However, when it comes to the analytical world they would seem to have more in common. Both use a wide range of elemental and molecular characterisation techniques either as standard methods, to demonstrate product compliance and quality, or bespoke methods in research, development and problem solving activities. As the sophistication of analytical methods has developed the volume and complexity of the analytical data produced has increased dramatically, for example through recent developments in comprehensive chromatographic techniques and high resolution, high mass accuracy, mass spectrometry (1)(2). In addition, much of this data is information rich at the molecular level and can offer new opportunities for developing structure-property relationships to improve process efficiency and develop new products with differentiated performance. Two examples of this could be
• The detailed molecular information on crudes and process stream composition provided by Petroleomic approaches (3) when combined with historical process data could lead to new routes to produce and value  crudes, optimise refining strategy and identify key components leading to processing issues such as fouling and corrosion.
• By combining detailed major minor and trace component analysis of formulated fuels or lubricants with test data from rig and engine performance tests and consumer trends using advanced data analytics it should be possible to identify key chemical components and additives which generate differentiated performance and therefore premium prices and margins in the market.
The general hypothesis is: If I have more data at my fingertips – then I will have more answers
But, this is not necessarily the case as real-world data is messy data, filled with inconsistencies, potential biases, and noise. Therefore, to be able to effectively mine this wealth of data to generate increased performance we need an innovative approach to “Big Data” to generate “Smart Data” with a view to achieving value through “Big Analysis”.
So, if we consider the current situation in typical petro industry laboratories around analytical data we can identify several key constraints including:-
• Data Silos, even between laboratories in the same company
• Incompatible instruments and software systems, often with proprietary 3rd party data formats
• Legacy architectures are brittle and rigid with low connectivity.
• Critical knowledge resides in people’s heads, little common vocabulary
• Data schemas are not explicitly understood
• Lack of common vision and language between business units and scientists
• The Petro-Industries deals with products which are complex molecular mixtures often with many thousands of differentially active components
All of this this makes it almost impossible to move forward to a world of smart data and big analysis unless these constraints can be overcome.

The 4 Vs of Big Data
Big data exponents often refer to the 4Vs of big data – namely Volume, Velocity, Variety and Veracity as illustrated in Figure 1. 
Volume and Velocity are normally the areas covered by conventional big data analytics and have shown dramatic development over the past few years thanks to the technology developments of many companies such as Amazon, Google, Netflix, etc.  Data Variety on the other hand speaks to the increasing types of data sources available to companies for analytics – something that continues to grow at a rapid rate (e.g., image data, video data, unstructured text data).

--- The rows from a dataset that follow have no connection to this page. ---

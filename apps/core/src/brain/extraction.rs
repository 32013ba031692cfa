//! Extraction outcome types.

use serde::Serialize;
use std::fmt;

use super::intent::Intent;

/// Fallback sentence for every question the pipeline cannot answer.
pub const FALLBACK_ANSWER: &str = "Sorry, I couldn't infer an answer from the member data.";

/// Why an extractor produced nothing. Logged only, never shown to callers.
#[derive(Debug, Clone, Copy, PartialEq, Eq, Serialize)]
#[serde(rename_all = "snake_case")]
pub enum NoMatch {
    /// No capitalized word in the question
    MissingMember,
    /// The intent-specific question pattern did not match
    PatternMismatch,
    /// No message satisfied the conditions
    NoMatchingMessage,
    /// The matching message has no date field
    MissingDate,
    /// The matching message left nothing after "favorite"
    EmptyRemainder,
    /// The question has no supported intent
    UnsupportedIntent,
}

impl fmt::Display for NoMatch {
    fn fmt(&self, f: &mut fmt::Formatter<'_>) -> fmt::Result {
        let reason = match self {
            NoMatch::MissingMember => "missing_member",
            NoMatch::PatternMismatch => "pattern_mismatch",
            NoMatch::NoMatchingMessage => "no_matching_message",
            NoMatch::MissingDate => "missing_date",
            NoMatch::EmptyRemainder => "empty_remainder",
            NoMatch::UnsupportedIntent => "unsupported_intent",
        };
        write!(f, "{}", reason)
    }
}

/// Result of a single extractor
#[derive(Debug, Clone, PartialEq, Eq)]
pub enum Extraction {
    Answered(String),
    NoMatch(NoMatch),
}

impl Extraction {
    pub fn answer(&self) -> Option<&str> {
        match self {
            Extraction::Answered(answer) => Some(answer.as_str()),
            Extraction::NoMatch(_) => None,
        }
    }
}

impl From<NoMatch> for Extraction {
    fn from(reason: NoMatch) -> Self {
        Extraction::NoMatch(reason)
    }
}

/// Where the final answer came from
#[derive(Debug, Clone, Copy, PartialEq, Eq, Serialize)]
#[serde(rename_all = "snake_case")]
pub enum AnswerSource {
    SpecialCase,
    Extractor,
    Fallback,
}

/// Full trace of one question through the pipeline
#[derive(Debug, Clone, Serialize)]
pub struct AnswerOutcome {
    pub answer: String,
    /// None when a special case answered before classification
    pub intent: Option<Intent>,
    pub member: Option<String>,
    pub source: AnswerSource,
    pub no_match: Option<NoMatch>,
}
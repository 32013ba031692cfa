//! Named extraction patterns.
//!
//! Each function takes normalized question text and returns the captured
//! phrase, if any. They are the fragile part of the pipeline and are kept
//! here so they can be tested in isolation.

use regex::{Regex, RegexBuilder};
use std::sync::LazyLock;

static HOW_MANY_OBJECT: LazyLock<Regex> = LazyLock::new(|| {
    Regex::new(r"how many ([a-z ]+) does").expect("Invalid regex: how many ... does")
});

static FAVORITE_CATEGORY: LazyLock<Regex> = LazyLock::new(|| {
    Regex::new(r"favou?rite ([a-z ?]+)").expect("Invalid regex: favorite category")
});

static FAVORITE_WORD: LazyLock<Regex> = LazyLock::new(|| {
    Regex::new(r"(?i)favorite").expect("Invalid regex: favorite word")
});

static WHEN_WORD: LazyLock<Regex> =
    LazyLock::new(|| Regex::new(r"\bwhen\b").expect("Invalid regex: when word"));

/// Object phrase of "how many `<object>` does ...", trimmed.
pub fn count_object(normalized: &str) -> Option<String> {
    HOW_MANY_OBJECT
        .captures(normalized)
        .and_then(|caps| caps.get(1))
        .map(|m| m.as_str().trim().to_string())
        .filter(|object| !object.is_empty())
}

/// Category phrase of "favorite `<category>`", with a trailing `?` removed.
pub fn favorite_category(normalized: &str) -> Option<String> {
    FAVORITE_CATEGORY
        .captures(normalized)
        .and_then(|caps| caps.get(1))
        .map(|m| m.as_str().trim().trim_end_matches('?').trim().to_string())
        .filter(|category| !category.is_empty())
}

/// Matcher for "`<digits>` `<object>`" in message text.
///
/// The object is matched literally and case-insensitively.
pub fn quantity_matcher(object: &str) -> Option<Regex> {
    RegexBuilder::new(&format!(r"(\d+) {}", regex::escape(object)))
        .case_insensitive(true)
        .build()
        .ok()
}

/// Digits captured by a [`quantity_matcher`], verbatim.
pub fn quantity_in(matcher: &Regex, text: &str) -> Option<String> {
    matcher
        .captures(text)
        .and_then(|caps| caps.get(1))
        .map(|m| m.as_str().to_string())
}

/// Text following the last case-insensitive "favorite" in `text`.
pub fn after_last_favorite(text: &str) -> Option<&str> {
    FAVORITE_WORD.find_iter(text).last().map(|m| &text[m.end()..])
}

/// Removes every standalone "when" from normalized text.
pub fn strip_when(normalized: &str) -> String {
    WHEN_WORD.replace_all(normalized, "").into_owned()
}

#[cfg(test)]
mod tests {
    use super::*;

    #[test]
    fn test_count_object() {
        assert_eq!(count_object("how many dogs does sam have?").as_deref(), Some("dogs"));
        assert_eq!(
            count_object("how many vintage cars does sam own").as_deref(),
            Some("vintage cars")
        );
        assert_eq!(count_object("how many dogs has sam got?"), None);
        assert_eq!(count_object("how many 3d printers does sam have"), None);
    }

    #[test]
    fn test_favorite_category() {
        assert_eq!(
            favorite_category("what is priya's favorite color?").as_deref(),
            Some("color")
        );
        assert_eq!(
            favorite_category("what are priya's favourite board games?").as_deref(),
            Some("board games")
        );
        assert_eq!(favorite_category("what is priya's favorite?"), None);
        assert_eq!(favorite_category("what does priya like?"), None);
    }

    #[test]
    fn test_quantity_matcher_captures_whole_number() {
        let matcher = quantity_matcher("dogs").unwrap();

        assert_eq!(quantity_in(&matcher, "Sam has 12 dogs at home").as_deref(), Some("12"));
        assert_eq!(quantity_in(&matcher, "Sam has 3 Dogs").as_deref(), Some("3"));
        assert_eq!(quantity_in(&matcher, "Sam has three dogs"), None);
        assert_eq!(quantity_in(&matcher, "Sam has 3 cats and dogs"), None);
    }

    #[test]
    fn test_quantity_matcher_escapes_object() {
        let matcher = quantity_matcher("c++ books").unwrap();
        assert_eq!(quantity_in(&matcher, "I own 4 c++ books").as_deref(), Some("4"));
    }

    #[test]
    fn test_after_last_favorite() {
        assert_eq!(
            after_last_favorite("My FAVORITE pick, my favorite color: blue"),
            Some(" color: blue")
        );
        assert_eq!(after_last_favorite("nothing here"), None);
    }

    #[test]
    fn test_strip_when() {
        assert_eq!(strip_when("when is maya flying"), " is maya flying");
        assert_eq!(strip_when("whenever maya flies"), "whenever maya flies");
    }
}
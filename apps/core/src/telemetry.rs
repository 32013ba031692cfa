//! Tracing subscriber setup.
//!
//! `RUST_LOG` controls filtering (default `info`). JSON output uses the
//! bunyan format so logs can be shipped as-is.

use tracing_bunyan_formatter::{BunyanFormattingLayer, JsonStorageLayer};
use tracing_subscriber::layer::SubscriberExt;
use tracing_subscriber::util::SubscriberInitExt;
use tracing_subscriber::{fmt, EnvFilter, Registry};

use crate::config::LogFormat;

const APP_NAME: &str = "member-qa";

fn env_filter() -> EnvFilter {
    EnvFilter::try_from_default_env().unwrap_or_else(|_| EnvFilter::new("info"))
}

/// Installs the global subscriber. Later calls are no-ops.
pub fn init(format: LogFormat) {
    let result = match format {
        LogFormat::Json => Registry::default()
            .with(env_filter())
            .with(JsonStorageLayer)
            .with(BunyanFormattingLayer::new(APP_NAME.into(), std::io::stdout))
            .try_init(),
        LogFormat::Pretty => Registry::default()
            .with(env_filter())
            .with(fmt::layer().with_target(false))
            .try_init(),
    };

    if result.is_err() {
        tracing::debug!("Tracing subscriber already installed");
    }
}
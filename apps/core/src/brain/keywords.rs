//! Query term extraction for temporal questions.
//!
//! Splits a question on whitespace and drops the filler words that never
//! appear in the message being asked about.

use std::collections::HashSet;

use super::normalize::normalize;
use super::patterns::strip_when;

/// Words removed from "when" questions before matching
const STOPWORDS_WHEN: &[&str] = &["is", "was", "do", "does", "did", "planning", "plan", "the"];

/// Extracts the terms a message must contain to answer a "when" question
pub struct QueryTermExtractor {
    stopwords: HashSet<&'static str>,
}

impl Default for QueryTermExtractor {
    fn default() -> Self {
        Self::new()
    }
}

impl QueryTermExtractor {
    pub fn new() -> Self {
        Self {
            stopwords: STOPWORDS_WHEN.iter().copied().collect(),
        }
    }

    fn is_stopword(&self, word: &str) -> bool {
        self.stopwords.contains(word)
    }

    /// Terms of a raw question, in question order
    pub fn extract(&self, question: &str) -> Vec<String> {
        strip_when(&normalize(question))
            .split_whitespace()
            .map(|word| word.trim_matches(|c: char| !c.is_alphanumeric()))
            .filter(|word| !word.is_empty() && !self.is_stopword(word))
            .map(|s| s.to_string())
            .collect()
    }
}
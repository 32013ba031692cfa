//! Member messages question answering.
//!
//! `brain` holds the rule-based answer pipeline; the other modules are the
//! HTTP service around it.

pub mod brain;
pub mod config;
pub mod error;
pub mod models;
pub mod routes;
pub mod server;
pub mod telemetry;
pub mod upstream;

#[cfg(test)]
mod tests;
//! Runtime configuration read from the environment (and `.env`, if present).

use std::env;
use std::net::SocketAddr;
use std::path::PathBuf;
use std::time::Duration;
use url::Url;

use crate::error::AppError;

const DEFAULT_MESSAGES_API_URL: &str = "http://127.0.0.1:9000/messages";
const DEFAULT_BIND_ADDR: &str = "0.0.0.0:8080";
const DEFAULT_UPSTREAM_TIMEOUT_SECS: u64 = 10;

/// Output format of the tracing subscriber
#[derive(Debug, Clone, Copy, PartialEq, Eq)]
pub enum LogFormat {
    Pretty,
    Json,
}

#[derive(Debug, Clone)]
pub struct AppConfig {
    /// Endpoint returning the member messages
    pub messages_api_url: Url,
    pub bind_addr: SocketAddr,
    pub upstream_timeout: Duration,
    pub log_format: LogFormat,
    /// Optional JSON file with extra special cases
    pub special_cases_path: Option<PathBuf>,
}

impl AppConfig {
    /// Loads `.env` (if any) and then reads the process environment.
    pub fn load() -> Result<Self, AppError> {
        // A missing .env file is the normal case in deployments.
        let _ = dotenv::dotenv();
        Self::from_env()
    }

    /// Reads configuration from the process environment only.
    pub fn from_env() -> Result<Self, AppError> {
        let messages_api_url = Url::parse(&var_or("MESSAGES_API_URL", DEFAULT_MESSAGES_API_URL))?;
        if !matches!(messages_api_url.scheme(), "http" | "https") {
            return Err(AppError::Config(format!(
                "MESSAGES_API_URL must be http(s), got {}",
                messages_api_url
            )));
        }

        let bind_raw = var_or("BIND_ADDR", DEFAULT_BIND_ADDR);
        let bind_addr = bind_raw
            .parse::<SocketAddr>()
            .map_err(|e| AppError::Config(format!("Invalid BIND_ADDR '{}': {}", bind_raw, e)))?;

        let timeout_secs = match env::var("UPSTREAM_TIMEOUT_SECS") {
            Ok(raw) => match raw.trim().parse::<u64>() {
                Ok(secs) if secs > 0 => secs,
                _ => {
                    return Err(AppError::Config(format!(
                        "UPSTREAM_TIMEOUT_SECS must be a positive integer, got '{}'",
                        raw
                    )))
                }
            },
            Err(_) => DEFAULT_UPSTREAM_TIMEOUT_SECS,
        };

        let log_format = match var_or("LOG_FORMAT", "pretty").to_lowercase().as_str() {
            "pretty" => LogFormat::Pretty,
            "json" => LogFormat::Json,
            other => {
                return Err(AppError::Config(format!(
                    "LOG_FORMAT must be 'pretty' or 'json', got '{}'",
                    other
                )))
            }
        };

        let special_cases_path = env::var("SPECIAL_CASES_PATH")
            .ok()
            .filter(|p| !p.trim().is_empty())
            .map(PathBuf::from);

        Ok(Self {
            messages_api_url,
            bind_addr,
            upstream_timeout: Duration::from_secs(timeout_secs),
            log_format,
            special_cases_path,
        })
    }
}

fn var_or(key: &str, default: &str) -> String {
    env::var(key)
        .ok()
        .filter(|v| !v.trim().is_empty())
        .unwrap_or_else(|| default.to_string())
}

Data Variety speaks to data complexity and here semantic technologies have a clear advantage due to their graph-based ability to connect various data on a conceptual and class-based level. Veracity refers to data uncertainty and abounds in scientific and experimental data. Here statistical and probability analysis
is required with mathematical clustering techniques providing clear advantages – often referred to in contemporary circles as Data Science.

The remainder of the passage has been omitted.